Sticks and stones may break my bones,
but words will never hurt me,

is a harmful fallacy. In reality, the language we use has tremendous power to alienate, exclude, deride, humiliate, and wound.

On the other hand, thoughtful use of language can signal openness, inclusivity, admiration, and celebration, or simply be an expression of empathy and care for our fellow humans. As part of The Oceanography Society (TOS) Justice, Equity, Diversity, and Inclusion Committee’s series of columns in Oceanography, here we provide a glossary of terms that are often used while discussing topics such as race, ethnicity, gender, sexual orientation, and gender identity.

It should be explicitly stated that this list is neither definitive nor exhaustive. Indeed, the terms included here are likely heavily influenced by the authors’ own lived experiences and the lenses through which we see the world. Language is a living entity, a fluid social construct subject to rapid changes and overlaid with regional nuances. Indeed, what may be accurate and acceptable terminology for one person may be entirely unacceptable for another. Keeping this in mind, the following glossary is an attempt to group together some of the acronyms and phrases that are most commonly used today in social justice studies and bodies of work and that may have particular relevance to our community of ocean-related scientists, technologists, and stakeholders. We have borrowed heavily from a wide range of excellent existing scholarship and activism and have cited all sources used. We encourage the reader to follow the links to these multimedia resources and, perhaps, use them as teaching and discussion materials with your students, colleagues, and mentees. Finally, it is our hope that this glossary, along with the links provided to more comprehensive definitions and discussions, helps to define terms that you may have heard used, but not understood, and that it will serve to remind us of the power of the words we use in our everyday professional and personal lives.
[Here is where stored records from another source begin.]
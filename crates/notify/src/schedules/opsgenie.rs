//! Opsgenie (Atlassian) schedule integration.
//!
//! Queries the on-call participants of a schedule, addressed by name, at an
//! arbitrary instant through the Schedule API:
//!
//! `GET /v2/schedules/{name}/on-calls?scheduleIdentifierType=name&flat=true&date=...`
//!
//! With `flat=true` Opsgenie answers with the recipients' usernames, which
//! are their email addresses.
//!
//! # Configuration
//!
//! - `OPSGENIE_API_KEY`: Opsgenie API key
//! - `opsgenieUrl` in the config document: API URL (default `api.opsgenie.com`)

use std::time::Duration;

use async_trait::async_trait;
use chrono::{DateTime, SecondsFormat, Utc};
use reqwest::header::{HeaderMap, HeaderValue, AUTHORIZATION};
use serde::Deserialize;
use tracing::{debug, warn};

use super::ScheduleSource;
use crate::error::ScheduleError;

/// Request timeout for every Opsgenie call.
const REQUEST_TIMEOUT: Duration = Duration::from_secs(30);

/// Opsgenie Schedule API client.
#[derive(Debug, Clone)]
pub struct OpsgenieClient {
    api_url: String,
    client: reqwest::Client,
}

impl OpsgenieClient {
    /// Create a client for `api_url` authenticating with `api_key`.
    ///
    /// # Errors
    /// Returns error if the key is not a valid header value or the HTTP
    /// client fails to build.
    pub fn new(api_key: &str, api_url: &str) -> Result<Self, ScheduleError> {
        let mut headers = HeaderMap::new();
        headers.insert(
            AUTHORIZATION,
            HeaderValue::from_str(&format!("GenieKey {api_key}"))
                .map_err(|_| ScheduleError::Other("invalid Opsgenie API key".to_string()))?,
        );

        let client = reqwest::Client::builder()
            .default_headers(headers)
            .timeout(REQUEST_TIMEOUT)
            .build()?;

        debug!(api_url, "Opsgenie client initialized");

        Ok(Self {
            api_url: api_url.trim_end_matches('/').to_string(),
            client,
        })
    }

    /// Flattened on-call recipients of the schedule named `schedule` at `at`.
    ///
    /// # Errors
    /// Returns error if the request fails or Opsgenie answers with an error.
    pub async fn on_call_recipients(
        &self,
        schedule: &str,
        at: DateTime<Utc>,
    ) -> Result<Vec<String>, ScheduleError> {
        let url = format!(
            "{}/v2/schedules/{}/on-calls",
            self.api_url,
            urlencoding::encode(schedule)
        );
        let date = at.to_rfc3339_opts(SecondsFormat::Secs, true);

        debug!(schedule, date = %date, "Querying Opsgenie on-calls");

        let response = self
            .client
            .get(url)
            .query(&[
                ("scheduleIdentifierType", "name"),
                ("flat", "true"),
                ("date", date.as_str()),
            ])
            .send()
            .await?;

        if response.status().is_success() {
            let body: OnCallResponse = response.json().await?;
            debug!(
                schedule,
                recipients = body.data.on_call_recipients.len(),
                "Opsgenie on-calls received"
            );
            Ok(body.data.on_call_recipients)
        } else {
            let status = response.status();
            let body = response.text().await.unwrap_or_default();

            warn!(
                schedule,
                status = %status,
                body = %body,
                "Opsgenie API request failed"
            );

            Err(ScheduleError::Api { status, body })
        }
    }
}

#[async_trait]
impl ScheduleSource for OpsgenieClient {
    fn name(&self) -> &'static str {
        "opsgenie"
    }

    async fn on_call(
        &self,
        schedule: &str,
        at: DateTime<Utc>,
    ) -> Result<Vec<String>, ScheduleError> {
        self.on_call_recipients(schedule, at).await
    }
}

// =============================================================================
// API types (internal)
// =============================================================================

#[derive(Debug, Deserialize)]
struct OnCallResponse {
    data: OnCallData,
}

#[derive(Debug, Deserialize)]
#[serde(rename_all = "camelCase")]
struct OnCallData {
    #[serde(default)]
    on_call_recipients: Vec<String>,
}

#[cfg(test)]
mod tests {
    use super::*;
    use chrono::TimeZone;
    use wiremock::matchers::{header, method, path, query_param};
    use wiremock::{Mock, MockServer, ResponseTemplate};

    #[tokio::test]
    async fn test_on_call_request_shape() {
        let server = MockServer::start().await;
        Mock::given(method("GET"))
            .and(path("/v2/schedules/ops_schedule/on-calls"))
            .and(query_param("scheduleIdentifierType", "name"))
            .and(query_param("flat", "true"))
            .and(query_param("date", "2024-05-20T09:00:00Z"))
            .and(header("authorization", "GenieKey genie-key"))
            .respond_with(ResponseTemplate::new(200).set_body_json(serde_json::json!({
                "data": {
                    "_parent": { "id": "s1", "name": "ops_schedule", "enabled": true },
                    "onCallRecipients": ["a@x.com", "b@x.com"]
                },
                "took": 0.1,
                "requestId": "r1"
            })))
            .expect(1)
            .mount(&server)
            .await;

        let client = OpsgenieClient::new("genie-key", &server.uri()).unwrap();
        let at = Utc.with_ymd_and_hms(2024, 5, 20, 9, 0, 0).unwrap();
        let recipients = client.on_call("ops_schedule", at).await.unwrap();

        assert_eq!(recipients, vec!["a@x.com".to_string(), "b@x.com".to_string()]);
    }

    #[tokio::test]
    async fn test_missing_recipients_means_nobody() {
        let server = MockServer::start().await;
        Mock::given(method("GET"))
            .respond_with(ResponseTemplate::new(200).set_body_json(serde_json::json!({
                "data": { "_parent": { "id": "s1" } }
            })))
            .mount(&server)
            .await;

        let client = OpsgenieClient::new("genie-key", &server.uri()).unwrap();
        let recipients = client.on_call("ops", Utc::now()).await.unwrap();

        assert!(recipients.is_empty());
    }

    #[tokio::test]
    async fn test_api_error_is_reported() {
        let server = MockServer::start().await;
        Mock::given(method("GET"))
            .respond_with(
                ResponseTemplate::new(404).set_body_string(r#"{"message":"Schedule not found"}"#),
            )
            .mount(&server)
            .await;

        let client = OpsgenieClient::new("genie-key", &server.uri()).unwrap();
        let err = client.on_call("missing", Utc::now()).await.unwrap_err();

        match err {
            ScheduleError::Api { status, body } => {
                assert_eq!(status, reqwest::StatusCode::NOT_FOUND);
                assert!(body.contains("Schedule not found"));
            }
            other => panic!("unexpected error: {other}"),
        }
    }
}
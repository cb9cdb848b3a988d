//! Access tokens and the delivery webhook.
//!
//! Credentials are read once at the edge of the program through a lookup
//! function and then passed around as plain values, so nothing below the
//! binary touches the process environment.

use std::fmt;

use crate::error::Problems;

/// Environment variable holding the Opsgenie API key.
pub const ENV_OPSGENIE_API_KEY: &str = "OPSGENIE_API_KEY";

/// Environment variable holding the Mattermost personal access or bot token.
pub const ENV_MATTERMOST_API_KEY: &str = "MATTERMOST_API_KEY";

/// Environment variable holding the Mattermost incoming webhook URL.
pub const ENV_MATTERMOST_WEBHOOK_URL: &str = "MATTERMOST_WEBHOOK_URL";

/// Pre-issued tokens and the destination webhook.
#[derive(Clone, PartialEq, Eq)]
pub struct Credentials {
    pub opsgenie_api_key: String,
    pub mattermost_token: String,
    pub webhook_url: String,
}

impl Credentials {
    /// Collect credentials through `lookup`, recording every missing or
    /// malformed value in `problems`.
    ///
    /// Returns `None` when at least one value is unusable.
    pub fn collect<F>(lookup: F, problems: &mut Problems) -> Option<Self>
    where
        F: Fn(&str) -> Option<String>,
    {
        let mut required = |name: &str| -> Option<String> {
            let value = lookup(name)
                .map(|v| v.trim().to_string())
                .filter(|v| !v.is_empty());
            if value.is_none() {
                problems.push(format!("{name} environment variable not set"));
            }
            value
        };

        let opsgenie_api_key = required(ENV_OPSGENIE_API_KEY);
        let mattermost_token = required(ENV_MATTERMOST_API_KEY);
        let webhook_url = required(ENV_MATTERMOST_WEBHOOK_URL);

        let webhook_url = webhook_url.filter(|url| {
            let valid = crate::is_http_url(url);
            if !valid {
                problems.push(format!(
                    "{ENV_MATTERMOST_WEBHOOK_URL} is not a valid http(s) URL: {url}"
                ));
            }
            valid
        });

        Some(Self {
            opsgenie_api_key: opsgenie_api_key?,
            mattermost_token: mattermost_token?,
            webhook_url: webhook_url?,
        })
    }
}

impl fmt::Debug for Credentials {
    fn fmt(&self, f: &mut fmt::Formatter<'_>) -> fmt::Result {
        f.debug_struct("Credentials")
            .field("opsgenie_api_key", &"<redacted>")
            .field("mattermost_token", &"<redacted>")
            .field("webhook_url", &self.webhook_url)
            .finish()
    }
}
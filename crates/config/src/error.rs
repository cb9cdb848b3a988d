//! Error types for configuration loading and validation.

use std::fmt;

use thiserror::Error;

/// Errors produced while loading or validating the notifier settings.
#[derive(Debug, Error)]
pub enum ConfigError {
    /// The configuration file could not be read
    #[error("failed to read {path}: {source}")]
    Read {
        path: String,
        #[source]
        source: std::io::Error,
    },

    /// The configuration file is not valid JSON for [`crate::NotifierConfig`]
    #[error("failed to parse {path}: {source}")]
    Parse {
        path: String,
        #[source]
        source: serde_json::Error,
    },

    /// One or more settings are missing or invalid
    #[error("{0}")]
    Invalid(Problems),
}

/// Every problem found during a validation pass.
#[derive(Debug, Default, Clone, PartialEq, Eq)]
pub struct Problems(Vec<String>);

impl Problems {
    #[must_use]
    pub fn new() -> Self {
        Self::default()
    }

    pub fn push(&mut self, problem: impl Into<String>) {
        self.0.push(problem.into());
    }

    #[must_use]
    pub fn is_empty(&self) -> bool {
        self.0.is_empty()
    }

    #[must_use]
    pub fn len(&self) -> usize {
        self.0.len()
    }

    pub fn iter(&self) -> impl Iterator<Item = &str> {
        self.0.iter().map(String::as_str)
    }

    /// Turn the collected problems into a result.
    ///
    /// # Errors
    /// Returns [`ConfigError::Invalid`] when at least one problem was recorded.
    pub fn into_result(self) -> Result<(), ConfigError> {
        if self.is_empty() {
            Ok(())
        } else {
            Err(ConfigError::Invalid(self))
        }
    }
}

impl fmt::Display for Problems {
    fn fmt(&self, f: &mut fmt::Formatter<'_>) -> fmt::Result {
        write!(f, "invalid settings ({} problem", self.0.len())?;
        if self.0.len() != 1 {
            write!(f, "s")?;
        }
        write!(f, ")")?;
        for problem in &self.0 {
            write!(f, "\n  - {problem}")?;
        }
        Ok(())
    }
}
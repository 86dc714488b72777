//! Diagnostics emission for conversion operations
//!
//! Specifications report shape problems through a fire-and-forget sink. A
//! caller may inject a [`DiagnosticsSink`] through the configuration;
//! without one, messages go to the `log` facade at the matching level.
//! Whether a message is recorded never changes the outcome of a conversion.

use crate::config::ConversionConfig;
use crate::error::Severity;

/// Receiver for diagnostic messages produced during conversion
pub trait DiagnosticsSink: Send + Sync {
    /// Record one message; no return value is consumed by the caller
    fn emit(&self, severity: Severity, message: &str);
}

/// Route a diagnostic to the configured sink, or to the `log` facade
pub fn emit(config: &ConversionConfig, severity: Severity, message: &str) {
    match config.sink() {
        Some(sink) => sink.emit(severity, message),
        None => match severity {
            Severity::Error => log::error!("{}", message),
            Severity::Warning => log::warn!("{}", message),
            Severity::Info => log::info!("{}", message),
        },
    }
}

#[cfg(test)]
mod tests {
    use super::*;
    use std::sync::{Arc, Mutex};

    #[derive(Default)]
    struct RecordingSink {
        messages: Mutex<Vec<(Severity, String)>>,
    }

    impl DiagnosticsSink for RecordingSink {
        fn emit(&self, severity: Severity, message: &str) {
            self.messages
                .lock()
                .unwrap()
                .push((severity, message.to_string()));
        }
    }

    #[test]
    fn test_emit_routes_to_configured_sink() {
        let sink = Arc::new(RecordingSink::default());
        let config = ConversionConfig::new().with_sink(sink.clone());

        emit(&config, Severity::Warning, "shape drift at $.items");

        let messages = sink.messages.lock().unwrap();
        assert_eq!(messages.len(), 1);
        assert_eq!(messages[0].0, Severity::Warning);
        assert_eq!(messages[0].1, "shape drift at $.items");
    }

    #[test]
    fn test_emit_without_sink_does_not_panic() {
        let config = ConversionConfig::new();
        emit(&config, Severity::Error, "goes to the log facade");
    }
}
We begin by defining the very words that form the name of our committee: Justice, Equity, Diversity, and Inclusion (JEDI).

 

Justice

Justice is fairness in the way that people are treated.1 However, in the context we discuss it here, it is more correct to define social justice. This term can be formally defined in several ways2 and references therein, but the overarching principles common to all definitions are:

• Equal rights

• Equal opportunity

• Equal treatment

Or, in other words, social justice means equal rights and equitable opportunities for all.2

When we think of implementing social justice in our communities, some examples might include correcting the racial, gender-based, socioeconomic, or geographical injustices and inequities that have created barriers to those entering our field, bringing to bear our professional capabilities in the field of environmental justice (see Table 1 for a definition of this term, which is strongly related to social justice), and/or confronting our relationship with colonial science (see Table 1 for a definition of decolonizing science).

 

TABLE 1. A glossary of terms.


AAPI

The many diverse groups of people with Asian, Asian American, or Pacific Islander ancestry.


Ally

In the social justice sense, allies are those who make the commitment and effort to recognize their privilege (based on gender, class, race, sexual identity, etc.) and work in solidarity with oppressed groups in the struggle for justice. Allies understand that it is in their own interest to end all forms of oppression, even those from which they may benefit in concrete ways.4


Bias

Bias is a prejudice in favor of or against one thing, person, or group compared with another, usually in a way that is considered to be unfair. Biases may be held by an individual, a group, or an institution and can have negative or positive consequences.

There are types of biases:

  • Conscious bias (also known as explicit bias), and
  • Unconscious bias (also known as implicit bias).

It is important to note that biases, conscious or unconscious, are not limited to ethnicity and race. Though racial bias and discrimination are well documented, biases may exist toward any social group. One’s age, gender, gender identity, physical abilities, religion, sexual orientation, weight, and many other characteristics are subject to bias.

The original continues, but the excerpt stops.